PROBLEM TO WORK ON => Your answer should be the exact lines of the data below from the one containing "Four-corner rectangle storage." through the one containing "type Error = GeometryError;"; please include nothing else.
• • • •
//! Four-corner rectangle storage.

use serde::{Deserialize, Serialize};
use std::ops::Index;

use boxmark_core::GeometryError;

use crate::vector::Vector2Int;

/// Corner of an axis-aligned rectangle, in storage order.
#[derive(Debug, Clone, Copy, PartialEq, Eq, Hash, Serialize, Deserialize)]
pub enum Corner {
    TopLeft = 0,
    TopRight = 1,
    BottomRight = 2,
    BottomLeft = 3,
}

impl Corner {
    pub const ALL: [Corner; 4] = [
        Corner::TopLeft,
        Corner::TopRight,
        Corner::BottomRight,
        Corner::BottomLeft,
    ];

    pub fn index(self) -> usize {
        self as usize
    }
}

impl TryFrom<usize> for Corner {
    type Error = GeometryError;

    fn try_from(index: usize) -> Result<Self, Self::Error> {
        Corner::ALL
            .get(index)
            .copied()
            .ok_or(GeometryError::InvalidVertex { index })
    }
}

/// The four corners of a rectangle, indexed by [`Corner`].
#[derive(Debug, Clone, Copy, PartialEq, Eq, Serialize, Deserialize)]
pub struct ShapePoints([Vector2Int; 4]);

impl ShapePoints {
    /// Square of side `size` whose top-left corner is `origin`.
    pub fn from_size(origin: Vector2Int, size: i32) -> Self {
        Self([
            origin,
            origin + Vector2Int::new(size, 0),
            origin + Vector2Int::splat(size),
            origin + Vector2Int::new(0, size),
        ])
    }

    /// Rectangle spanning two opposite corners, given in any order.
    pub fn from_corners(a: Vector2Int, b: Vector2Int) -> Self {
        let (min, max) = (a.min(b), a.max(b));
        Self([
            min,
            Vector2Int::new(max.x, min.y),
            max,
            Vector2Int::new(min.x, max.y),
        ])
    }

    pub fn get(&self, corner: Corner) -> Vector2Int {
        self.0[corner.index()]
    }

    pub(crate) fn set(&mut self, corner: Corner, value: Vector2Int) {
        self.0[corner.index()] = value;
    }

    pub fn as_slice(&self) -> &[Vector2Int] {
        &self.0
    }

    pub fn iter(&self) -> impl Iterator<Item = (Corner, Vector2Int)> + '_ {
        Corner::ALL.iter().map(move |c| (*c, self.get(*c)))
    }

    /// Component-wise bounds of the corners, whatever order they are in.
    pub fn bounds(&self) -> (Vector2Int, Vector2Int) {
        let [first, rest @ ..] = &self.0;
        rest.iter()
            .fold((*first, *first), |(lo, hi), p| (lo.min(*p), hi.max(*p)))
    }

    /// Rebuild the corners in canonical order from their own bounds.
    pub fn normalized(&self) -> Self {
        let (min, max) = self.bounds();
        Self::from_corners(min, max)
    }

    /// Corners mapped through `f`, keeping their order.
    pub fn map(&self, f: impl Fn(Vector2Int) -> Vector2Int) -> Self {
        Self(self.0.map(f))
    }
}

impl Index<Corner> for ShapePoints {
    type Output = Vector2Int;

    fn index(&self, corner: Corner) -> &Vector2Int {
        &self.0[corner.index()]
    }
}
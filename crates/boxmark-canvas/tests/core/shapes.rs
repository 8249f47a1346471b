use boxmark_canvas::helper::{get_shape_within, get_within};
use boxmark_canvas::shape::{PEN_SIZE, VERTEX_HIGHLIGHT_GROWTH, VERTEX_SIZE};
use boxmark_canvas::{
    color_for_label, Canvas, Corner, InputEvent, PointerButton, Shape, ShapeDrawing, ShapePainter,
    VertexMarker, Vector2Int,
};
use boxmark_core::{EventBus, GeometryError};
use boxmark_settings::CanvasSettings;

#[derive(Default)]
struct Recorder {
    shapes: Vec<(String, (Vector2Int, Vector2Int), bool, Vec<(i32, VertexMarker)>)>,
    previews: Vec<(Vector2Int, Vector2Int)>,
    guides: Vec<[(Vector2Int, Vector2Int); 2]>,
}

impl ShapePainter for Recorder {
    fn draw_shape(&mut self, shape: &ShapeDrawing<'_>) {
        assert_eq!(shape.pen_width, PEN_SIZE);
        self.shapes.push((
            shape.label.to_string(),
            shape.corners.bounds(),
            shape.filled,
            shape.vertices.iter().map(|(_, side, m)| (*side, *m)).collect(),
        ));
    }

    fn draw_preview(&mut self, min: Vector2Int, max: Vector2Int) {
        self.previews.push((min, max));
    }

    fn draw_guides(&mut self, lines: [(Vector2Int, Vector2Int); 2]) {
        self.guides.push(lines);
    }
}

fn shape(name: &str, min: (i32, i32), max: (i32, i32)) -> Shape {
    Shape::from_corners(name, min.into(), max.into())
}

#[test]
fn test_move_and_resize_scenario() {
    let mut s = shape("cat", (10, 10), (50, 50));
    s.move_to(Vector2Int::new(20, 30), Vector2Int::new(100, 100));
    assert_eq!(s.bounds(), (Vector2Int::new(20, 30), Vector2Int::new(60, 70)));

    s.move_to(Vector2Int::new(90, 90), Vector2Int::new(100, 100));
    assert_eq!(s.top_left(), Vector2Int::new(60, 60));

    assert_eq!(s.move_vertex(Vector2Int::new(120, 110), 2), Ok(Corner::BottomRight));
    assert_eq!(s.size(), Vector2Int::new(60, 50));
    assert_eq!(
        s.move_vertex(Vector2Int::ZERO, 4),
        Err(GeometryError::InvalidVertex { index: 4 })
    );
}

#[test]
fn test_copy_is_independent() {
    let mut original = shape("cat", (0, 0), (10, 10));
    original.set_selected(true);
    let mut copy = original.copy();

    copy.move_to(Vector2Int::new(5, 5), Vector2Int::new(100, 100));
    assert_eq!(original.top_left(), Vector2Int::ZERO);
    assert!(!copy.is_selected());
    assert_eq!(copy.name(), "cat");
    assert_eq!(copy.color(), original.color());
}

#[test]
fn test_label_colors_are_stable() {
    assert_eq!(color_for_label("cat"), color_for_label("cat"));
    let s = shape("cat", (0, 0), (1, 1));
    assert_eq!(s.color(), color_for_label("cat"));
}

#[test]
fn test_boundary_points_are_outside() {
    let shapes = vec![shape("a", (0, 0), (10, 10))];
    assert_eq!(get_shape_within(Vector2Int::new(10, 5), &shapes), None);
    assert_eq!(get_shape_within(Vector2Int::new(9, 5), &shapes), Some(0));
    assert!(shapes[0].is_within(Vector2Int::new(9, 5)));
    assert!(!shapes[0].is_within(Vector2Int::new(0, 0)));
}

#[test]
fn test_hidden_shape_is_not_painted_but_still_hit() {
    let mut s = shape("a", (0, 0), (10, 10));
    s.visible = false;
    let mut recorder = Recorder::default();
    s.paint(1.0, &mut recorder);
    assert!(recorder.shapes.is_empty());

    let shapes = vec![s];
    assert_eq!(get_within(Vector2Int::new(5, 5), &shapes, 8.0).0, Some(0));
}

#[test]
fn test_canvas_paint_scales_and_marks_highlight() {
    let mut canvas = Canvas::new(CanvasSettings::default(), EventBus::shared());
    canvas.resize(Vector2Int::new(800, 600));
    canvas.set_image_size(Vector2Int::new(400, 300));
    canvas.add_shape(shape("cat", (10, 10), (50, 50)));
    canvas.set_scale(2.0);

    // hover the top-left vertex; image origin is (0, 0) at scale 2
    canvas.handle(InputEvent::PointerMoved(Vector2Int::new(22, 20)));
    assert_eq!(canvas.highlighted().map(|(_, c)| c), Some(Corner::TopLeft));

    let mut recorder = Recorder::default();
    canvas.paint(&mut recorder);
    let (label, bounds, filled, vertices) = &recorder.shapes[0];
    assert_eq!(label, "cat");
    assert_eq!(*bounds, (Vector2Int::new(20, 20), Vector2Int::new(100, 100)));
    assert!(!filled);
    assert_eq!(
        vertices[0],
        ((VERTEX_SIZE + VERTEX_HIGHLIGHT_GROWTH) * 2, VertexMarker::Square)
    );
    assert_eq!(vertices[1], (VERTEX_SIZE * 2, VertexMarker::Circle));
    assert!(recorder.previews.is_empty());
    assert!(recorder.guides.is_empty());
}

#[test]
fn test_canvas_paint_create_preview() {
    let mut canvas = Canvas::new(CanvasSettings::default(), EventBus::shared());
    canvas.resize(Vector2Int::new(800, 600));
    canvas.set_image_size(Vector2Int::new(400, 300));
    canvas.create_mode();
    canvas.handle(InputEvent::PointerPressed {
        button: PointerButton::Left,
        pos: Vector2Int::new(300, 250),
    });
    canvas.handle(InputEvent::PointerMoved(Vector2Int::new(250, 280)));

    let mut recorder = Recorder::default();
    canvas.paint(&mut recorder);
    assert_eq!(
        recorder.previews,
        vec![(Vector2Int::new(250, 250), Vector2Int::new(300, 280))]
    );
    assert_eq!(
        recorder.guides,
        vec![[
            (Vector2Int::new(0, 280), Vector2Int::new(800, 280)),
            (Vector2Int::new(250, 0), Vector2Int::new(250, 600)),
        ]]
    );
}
• • • •
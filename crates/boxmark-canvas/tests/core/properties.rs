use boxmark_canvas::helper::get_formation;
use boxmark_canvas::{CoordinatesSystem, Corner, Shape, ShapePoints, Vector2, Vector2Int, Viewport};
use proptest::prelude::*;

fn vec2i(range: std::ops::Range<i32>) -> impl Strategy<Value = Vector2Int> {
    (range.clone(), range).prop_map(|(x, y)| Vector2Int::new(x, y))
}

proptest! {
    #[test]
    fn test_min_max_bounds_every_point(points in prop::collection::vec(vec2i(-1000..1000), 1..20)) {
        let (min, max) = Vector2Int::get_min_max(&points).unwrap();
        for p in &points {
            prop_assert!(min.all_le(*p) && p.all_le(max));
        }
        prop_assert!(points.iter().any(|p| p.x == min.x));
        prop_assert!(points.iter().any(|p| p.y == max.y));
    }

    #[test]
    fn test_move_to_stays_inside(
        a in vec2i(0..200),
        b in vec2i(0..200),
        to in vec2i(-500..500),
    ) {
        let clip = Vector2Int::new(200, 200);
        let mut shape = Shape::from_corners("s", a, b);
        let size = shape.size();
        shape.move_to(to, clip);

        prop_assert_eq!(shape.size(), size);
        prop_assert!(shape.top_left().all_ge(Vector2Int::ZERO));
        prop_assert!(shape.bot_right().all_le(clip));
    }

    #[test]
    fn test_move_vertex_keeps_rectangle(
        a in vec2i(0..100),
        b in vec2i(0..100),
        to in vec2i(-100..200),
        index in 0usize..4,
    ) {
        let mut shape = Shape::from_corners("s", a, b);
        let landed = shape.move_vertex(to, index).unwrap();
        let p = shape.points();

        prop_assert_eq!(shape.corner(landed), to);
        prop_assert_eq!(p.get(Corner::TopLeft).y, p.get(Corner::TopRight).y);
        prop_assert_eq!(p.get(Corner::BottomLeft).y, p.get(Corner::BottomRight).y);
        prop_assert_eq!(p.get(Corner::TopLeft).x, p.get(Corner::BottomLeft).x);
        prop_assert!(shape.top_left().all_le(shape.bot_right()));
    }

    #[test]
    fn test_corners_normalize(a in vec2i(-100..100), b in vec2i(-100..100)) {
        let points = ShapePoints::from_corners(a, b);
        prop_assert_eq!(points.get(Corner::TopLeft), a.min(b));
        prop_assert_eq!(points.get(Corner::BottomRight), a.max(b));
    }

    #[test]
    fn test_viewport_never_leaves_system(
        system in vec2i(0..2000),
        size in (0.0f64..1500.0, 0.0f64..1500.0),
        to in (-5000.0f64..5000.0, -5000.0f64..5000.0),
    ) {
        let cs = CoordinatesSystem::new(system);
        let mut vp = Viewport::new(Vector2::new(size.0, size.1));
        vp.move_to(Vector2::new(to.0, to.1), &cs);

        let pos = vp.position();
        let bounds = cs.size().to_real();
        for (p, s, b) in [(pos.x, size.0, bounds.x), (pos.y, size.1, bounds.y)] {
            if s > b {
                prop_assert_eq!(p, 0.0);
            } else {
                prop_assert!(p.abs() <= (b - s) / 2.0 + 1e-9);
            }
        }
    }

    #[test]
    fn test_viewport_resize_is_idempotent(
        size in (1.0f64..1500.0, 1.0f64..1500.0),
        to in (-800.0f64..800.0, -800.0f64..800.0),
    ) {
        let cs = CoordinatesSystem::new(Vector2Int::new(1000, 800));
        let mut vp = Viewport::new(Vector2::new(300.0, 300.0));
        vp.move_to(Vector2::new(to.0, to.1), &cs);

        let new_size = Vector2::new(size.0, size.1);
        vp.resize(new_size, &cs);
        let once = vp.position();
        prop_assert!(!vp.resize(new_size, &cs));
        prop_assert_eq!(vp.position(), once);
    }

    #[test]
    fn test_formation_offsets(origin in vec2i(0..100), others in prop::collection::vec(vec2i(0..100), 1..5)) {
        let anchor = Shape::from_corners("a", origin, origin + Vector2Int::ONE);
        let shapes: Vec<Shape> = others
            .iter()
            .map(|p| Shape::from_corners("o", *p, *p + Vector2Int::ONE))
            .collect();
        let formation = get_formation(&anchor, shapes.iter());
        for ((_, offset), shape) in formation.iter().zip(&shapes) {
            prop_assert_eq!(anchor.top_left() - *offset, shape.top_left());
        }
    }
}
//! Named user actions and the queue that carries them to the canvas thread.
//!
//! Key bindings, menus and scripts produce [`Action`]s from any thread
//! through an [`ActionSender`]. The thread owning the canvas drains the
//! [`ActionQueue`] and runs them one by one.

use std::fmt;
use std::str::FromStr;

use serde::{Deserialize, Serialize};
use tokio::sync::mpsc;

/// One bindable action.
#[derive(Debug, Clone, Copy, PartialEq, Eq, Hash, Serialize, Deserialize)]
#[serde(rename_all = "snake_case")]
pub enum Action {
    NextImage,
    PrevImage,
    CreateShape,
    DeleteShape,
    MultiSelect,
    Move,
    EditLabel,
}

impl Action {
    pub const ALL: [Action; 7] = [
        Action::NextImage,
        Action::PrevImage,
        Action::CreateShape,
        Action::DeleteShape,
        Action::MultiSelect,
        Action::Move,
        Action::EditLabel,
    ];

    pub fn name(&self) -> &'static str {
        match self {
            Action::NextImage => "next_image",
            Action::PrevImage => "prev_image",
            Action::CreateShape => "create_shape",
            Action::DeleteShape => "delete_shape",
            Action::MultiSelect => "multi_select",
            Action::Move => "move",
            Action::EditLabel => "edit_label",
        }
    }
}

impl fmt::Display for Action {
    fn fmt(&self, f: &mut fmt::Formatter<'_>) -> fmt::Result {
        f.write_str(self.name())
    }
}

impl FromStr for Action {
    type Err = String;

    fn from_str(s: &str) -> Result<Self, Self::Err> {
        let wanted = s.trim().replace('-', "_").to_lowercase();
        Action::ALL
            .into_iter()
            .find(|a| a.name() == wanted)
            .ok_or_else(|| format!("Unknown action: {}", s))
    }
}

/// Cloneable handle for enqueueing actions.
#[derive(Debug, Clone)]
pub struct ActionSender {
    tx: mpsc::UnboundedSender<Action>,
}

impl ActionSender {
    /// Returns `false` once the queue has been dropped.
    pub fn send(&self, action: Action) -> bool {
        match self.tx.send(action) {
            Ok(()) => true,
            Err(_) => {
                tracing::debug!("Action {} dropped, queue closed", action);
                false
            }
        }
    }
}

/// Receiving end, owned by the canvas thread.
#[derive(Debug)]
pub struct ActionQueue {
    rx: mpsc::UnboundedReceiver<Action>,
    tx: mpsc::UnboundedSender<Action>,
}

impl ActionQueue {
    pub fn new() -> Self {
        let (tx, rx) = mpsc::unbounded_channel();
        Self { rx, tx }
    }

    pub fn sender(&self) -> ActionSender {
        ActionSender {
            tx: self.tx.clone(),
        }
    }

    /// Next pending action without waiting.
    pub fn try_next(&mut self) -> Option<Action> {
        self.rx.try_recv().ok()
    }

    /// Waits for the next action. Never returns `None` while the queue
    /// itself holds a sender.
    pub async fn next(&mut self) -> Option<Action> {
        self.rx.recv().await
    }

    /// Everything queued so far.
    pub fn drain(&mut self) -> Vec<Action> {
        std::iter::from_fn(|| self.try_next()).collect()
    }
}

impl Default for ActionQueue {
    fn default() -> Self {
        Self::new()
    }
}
• • • •
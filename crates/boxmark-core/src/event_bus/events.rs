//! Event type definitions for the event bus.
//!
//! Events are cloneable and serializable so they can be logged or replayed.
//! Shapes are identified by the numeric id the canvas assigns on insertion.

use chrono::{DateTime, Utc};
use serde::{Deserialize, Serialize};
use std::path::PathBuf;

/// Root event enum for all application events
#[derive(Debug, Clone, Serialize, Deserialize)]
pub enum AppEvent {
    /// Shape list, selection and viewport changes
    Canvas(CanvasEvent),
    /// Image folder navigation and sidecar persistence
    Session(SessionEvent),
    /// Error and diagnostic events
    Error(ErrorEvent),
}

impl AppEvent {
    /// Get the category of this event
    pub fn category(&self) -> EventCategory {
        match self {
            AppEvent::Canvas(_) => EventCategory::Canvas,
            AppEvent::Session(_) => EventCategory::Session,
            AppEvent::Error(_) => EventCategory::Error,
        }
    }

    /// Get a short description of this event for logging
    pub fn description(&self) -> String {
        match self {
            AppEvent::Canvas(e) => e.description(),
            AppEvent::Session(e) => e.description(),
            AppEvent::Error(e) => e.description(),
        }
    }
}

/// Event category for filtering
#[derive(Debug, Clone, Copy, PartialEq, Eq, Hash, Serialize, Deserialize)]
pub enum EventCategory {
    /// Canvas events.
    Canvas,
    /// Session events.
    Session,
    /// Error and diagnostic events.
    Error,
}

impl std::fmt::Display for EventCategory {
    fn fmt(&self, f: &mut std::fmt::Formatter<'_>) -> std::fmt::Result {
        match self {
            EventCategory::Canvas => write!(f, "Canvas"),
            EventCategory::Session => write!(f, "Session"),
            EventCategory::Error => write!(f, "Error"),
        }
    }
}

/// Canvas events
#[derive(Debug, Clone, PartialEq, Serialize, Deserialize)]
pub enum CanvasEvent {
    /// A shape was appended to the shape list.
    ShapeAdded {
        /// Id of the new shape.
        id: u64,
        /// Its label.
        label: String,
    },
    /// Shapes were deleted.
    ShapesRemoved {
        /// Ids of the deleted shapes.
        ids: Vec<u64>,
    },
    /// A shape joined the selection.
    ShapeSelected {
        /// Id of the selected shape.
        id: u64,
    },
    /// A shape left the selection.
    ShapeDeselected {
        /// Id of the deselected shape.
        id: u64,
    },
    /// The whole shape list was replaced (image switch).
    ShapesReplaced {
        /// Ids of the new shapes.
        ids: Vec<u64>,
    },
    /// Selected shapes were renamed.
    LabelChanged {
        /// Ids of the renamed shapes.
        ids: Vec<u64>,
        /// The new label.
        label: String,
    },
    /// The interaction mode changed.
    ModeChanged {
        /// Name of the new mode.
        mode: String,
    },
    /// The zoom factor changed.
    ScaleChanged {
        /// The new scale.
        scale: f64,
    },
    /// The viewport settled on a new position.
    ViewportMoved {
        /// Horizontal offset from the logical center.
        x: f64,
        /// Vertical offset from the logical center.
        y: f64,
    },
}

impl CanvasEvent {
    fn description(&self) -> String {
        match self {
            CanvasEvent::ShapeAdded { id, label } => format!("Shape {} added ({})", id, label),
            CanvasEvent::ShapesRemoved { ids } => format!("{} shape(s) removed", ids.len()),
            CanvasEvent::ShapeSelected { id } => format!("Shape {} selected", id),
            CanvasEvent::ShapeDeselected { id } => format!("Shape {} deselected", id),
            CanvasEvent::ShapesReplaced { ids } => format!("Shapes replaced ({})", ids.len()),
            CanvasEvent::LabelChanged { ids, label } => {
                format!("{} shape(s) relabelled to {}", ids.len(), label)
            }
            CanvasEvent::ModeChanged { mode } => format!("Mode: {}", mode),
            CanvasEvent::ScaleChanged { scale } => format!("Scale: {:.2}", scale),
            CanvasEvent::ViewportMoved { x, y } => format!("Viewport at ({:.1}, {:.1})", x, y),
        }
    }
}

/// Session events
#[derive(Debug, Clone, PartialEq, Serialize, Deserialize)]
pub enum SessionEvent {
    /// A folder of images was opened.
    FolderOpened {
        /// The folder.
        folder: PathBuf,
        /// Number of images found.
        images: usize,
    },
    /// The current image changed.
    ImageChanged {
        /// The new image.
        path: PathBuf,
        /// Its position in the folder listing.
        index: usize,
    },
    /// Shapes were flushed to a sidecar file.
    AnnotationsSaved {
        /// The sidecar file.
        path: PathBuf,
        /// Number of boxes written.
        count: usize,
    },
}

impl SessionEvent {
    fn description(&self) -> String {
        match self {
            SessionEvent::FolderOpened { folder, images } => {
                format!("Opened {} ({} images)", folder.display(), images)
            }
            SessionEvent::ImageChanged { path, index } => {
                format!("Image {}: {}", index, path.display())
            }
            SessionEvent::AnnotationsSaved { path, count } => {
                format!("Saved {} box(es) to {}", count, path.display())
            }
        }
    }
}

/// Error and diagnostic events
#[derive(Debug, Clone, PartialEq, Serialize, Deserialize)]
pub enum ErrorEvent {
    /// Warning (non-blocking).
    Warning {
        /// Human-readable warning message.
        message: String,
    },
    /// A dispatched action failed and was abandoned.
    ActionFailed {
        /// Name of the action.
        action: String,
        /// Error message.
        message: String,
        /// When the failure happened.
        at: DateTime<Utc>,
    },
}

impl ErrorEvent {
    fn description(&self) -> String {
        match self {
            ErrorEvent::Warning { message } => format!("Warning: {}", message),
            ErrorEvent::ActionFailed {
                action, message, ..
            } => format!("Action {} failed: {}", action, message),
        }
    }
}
• • • •
TASK SOLUTION =>
//! Four-corner rectangle storage.

use serde::{Deserialize, Serialize};
use std::ops::Index;

use boxmark_core::GeometryError;

use crate::vector::Vector2Int;

/// Corner of an axis-aligned rectangle, in storage order.
#[derive(Debug, Clone, Copy, PartialEq, Eq, Hash, Serialize, Deserialize)]
pub enum Corner {
    TopLeft = 0,
    TopRight = 1,
    BottomRight = 2,
    BottomLeft = 3,
}

impl Corner {
    pub const ALL: [Corner; 4] = [
        Corner::TopLeft,
        Corner::TopRight,
        Corner::BottomRight,
        Corner::BottomLeft,
    ];

    pub fn index(self) -> usize {
        self as usize
    }
}

impl TryFrom<usize> for Corner {
    type Error = GeometryError;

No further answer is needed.